ITCO condemns global system of clandestine financial Operations via Panama
Press Release of ITCO in the European Parliament
The files and research made available recently by the International Consortium of Investigative Journalists highlight the shocking size and scope of clandestine operations facilitated by unaccountable offshore firms. The EP intergroup on Integrity, Transparency, Corruption and Organised crime (ITCO) strongly condemns this system of clandestine financial operations via Panama. The shell company system and financial secrecy are highly immoral and foster crime.
The cache of leaked documents illustrates that banks, law firms and other offshore players have often failed to follow legal requirements that ensure their clients are not involved in criminal enterprises, tax dodging or even political corruption. The findings illustrate how offshore firms and tax havens have created a business model around selling secrecy and undermining accountability, and this allows for a safe operating environment endorsing criminality and harmful business practices. Backdating documents (whereby companies alter records to show events or legal changes as having occurred at an earlier time) is just one common tactic which enables secret transactions and even tampers with investigation and enforcement of justice.

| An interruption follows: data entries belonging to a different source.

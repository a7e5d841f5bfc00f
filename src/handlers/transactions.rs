use axum::body::Bytes;
use axum::extract::State;
use axum::response::{IntoResponse, Response};
use axum::Json;

use crate::services::CheckoutRequest;
use crate::state::AppState;
use crate::utils::caller::Caller;
use crate::utils::error::AppError;
use crate::utils::response::{created, empty_success};

pub async fn create_checkout(
    State(state): State<AppState>,
    caller: Caller,
    Json(request): Json<CheckoutRequest>,
) -> Result<Response, AppError> {
    let customer_id = caller.customer()?;
    let response = state.invoices.create_invoice(customer_id, request).await?;
    Ok(created(response, "Invoice created, complete payment at checkout_url").into_response())
}

/// Public endpoint; authenticity is enforced by signature verification
/// inside the reconciler, and accepted-or-ignored both answer 200 so the
/// gateway stops retrying.
pub async fn payos_webhook(
    State(state): State<AppState>,
    body: Bytes,
) -> Result<Response, AppError> {
    state.reconciler.handle_webhook(&body).await?;
    Ok(empty_success("Webhook processed").into_response())
}
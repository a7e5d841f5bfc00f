use chrono::{DateTime, Utc};
use rust_decimal::Decimal;
use serde::{Deserialize, Serialize};
use uuid::Uuid;

#[derive(Debug, Clone, Copy, PartialEq, Eq, Serialize, Deserialize, sqlx::Type)]
#[sqlx(type_name = "invoice_status", rename_all = "snake_case")]
#[serde(rename_all = "snake_case")]
pub enum InvoiceStatus {
    Pending,
    Paid,
    Cancelled,
    Expired,
}

#[derive(Debug, Clone, Serialize, Deserialize)]
pub struct ComboLine {
    pub combo_item_id: Uuid,
    pub quantity: i32,
    pub unit_price: Decimal,
}

#[derive(Debug, Clone, Serialize, Deserialize)]
pub struct Invoice {
    pub id: Uuid,
    pub customer_id: Uuid,
    /// Numeric key shared with the payment gateway, derived from `id`.
    pub order_code: i64,
    pub seat_ids: Vec<Uuid>,
    pub combo_lines: Vec<ComboLine>,
    pub voucher_ids: Vec<Uuid>,
    pub total: Decimal,
    pub status: InvoiceStatus,
    /// Checkout session that holds the seats while this invoice is Pending.
    pub hold_session: Uuid,
    /// The payment window. A Pending invoice past this instant is eligible
    /// for expiry and its holds for reclaiming.
    pub payment_due_at: DateTime<Utc>,
    pub payment_session_id: Option<String>,
    pub created_at: DateTime<Utc>,
}

/// The gateway only accepts positive numeric order codes, so fold the UUID
/// down to 63 bits. Uniqueness is still enforced by the store.
pub fn order_code_for(invoice_id: Uuid) -> i64 {
    let bytes = invoice_id.as_bytes();
    let mut code = i64::from_be_bytes(bytes[..8].try_into().unwrap()) & i64::MAX;
    if code == 0 {
        code = 1;
    }
    code
}

#[cfg(test)]
mod tests {
    use super::*;

    #[test]
    fn order_code_is_positive() {
        for _ in 0..64 {
            assert!(order_code_for(Uuid::new_v4()) > 0);
        }
    }

    #[test]
    fn order_code_is_stable_per_invoice() {
        let id = Uuid::new_v4();
        assert_eq!(order_code_for(id), order_code_for(id));
    }
}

Co-Chair of the intergroup MEP Elly Schlein said: “Offshore havens foster criminal activities and corruption on a global scale, and more must be done to combat these harmful practices and promote transparency and accountability at a global level, together with a full exchange of information and a public country-by-country reporting. The whole story about the PanamaPapers also underlines the important role of whistleblowers. Without these courageous people it would be a lot harder to find out about criminal or immoral systems like tax havens. We need to improve the protection of whistleblowers with a proper EU directive setting minimum standards, and further encouraging them to blow the whistle in order to combat corruption."
Fabio De Masi member of the ITCO intergroup and the TAXE special committee on tax rulings adds: "In order to stop money laundering and secrecy all EU Member States must instantly end their Double Tax Treaties with countries like Panama and the British Virgin Islands and replace them; withholding taxes on financial transactions to these jurisdictions, as long as those have not been put in place, serious transparency measures, such as publicly accessible registers of the last known beneficial owners of all companies, trusts and similar structures, and are not fully compliant with automatic exchange of information procedures. Banks and financial service providers which systematically and repeatedly aid tax evasion need to have their licence withdrawn, in line with the European Parliament's December 2015 recommendations. Finally, the revelations show that we must continue working in the European Parliament as part of a permanent committee to investigate tax issues and money laundering."
The research carried out by the ICIJ is extremely concerning: in some cases, these harmful practices have bought political and economic influence, while in others the high level of corruption has denied impoverished citizens even basic health services. The full report and cache of documents are expected to be made available by the ICIJ in May; however it is already clear that stronger efforts must be made within the EU and abroad to counter the international reach of these shadow firms.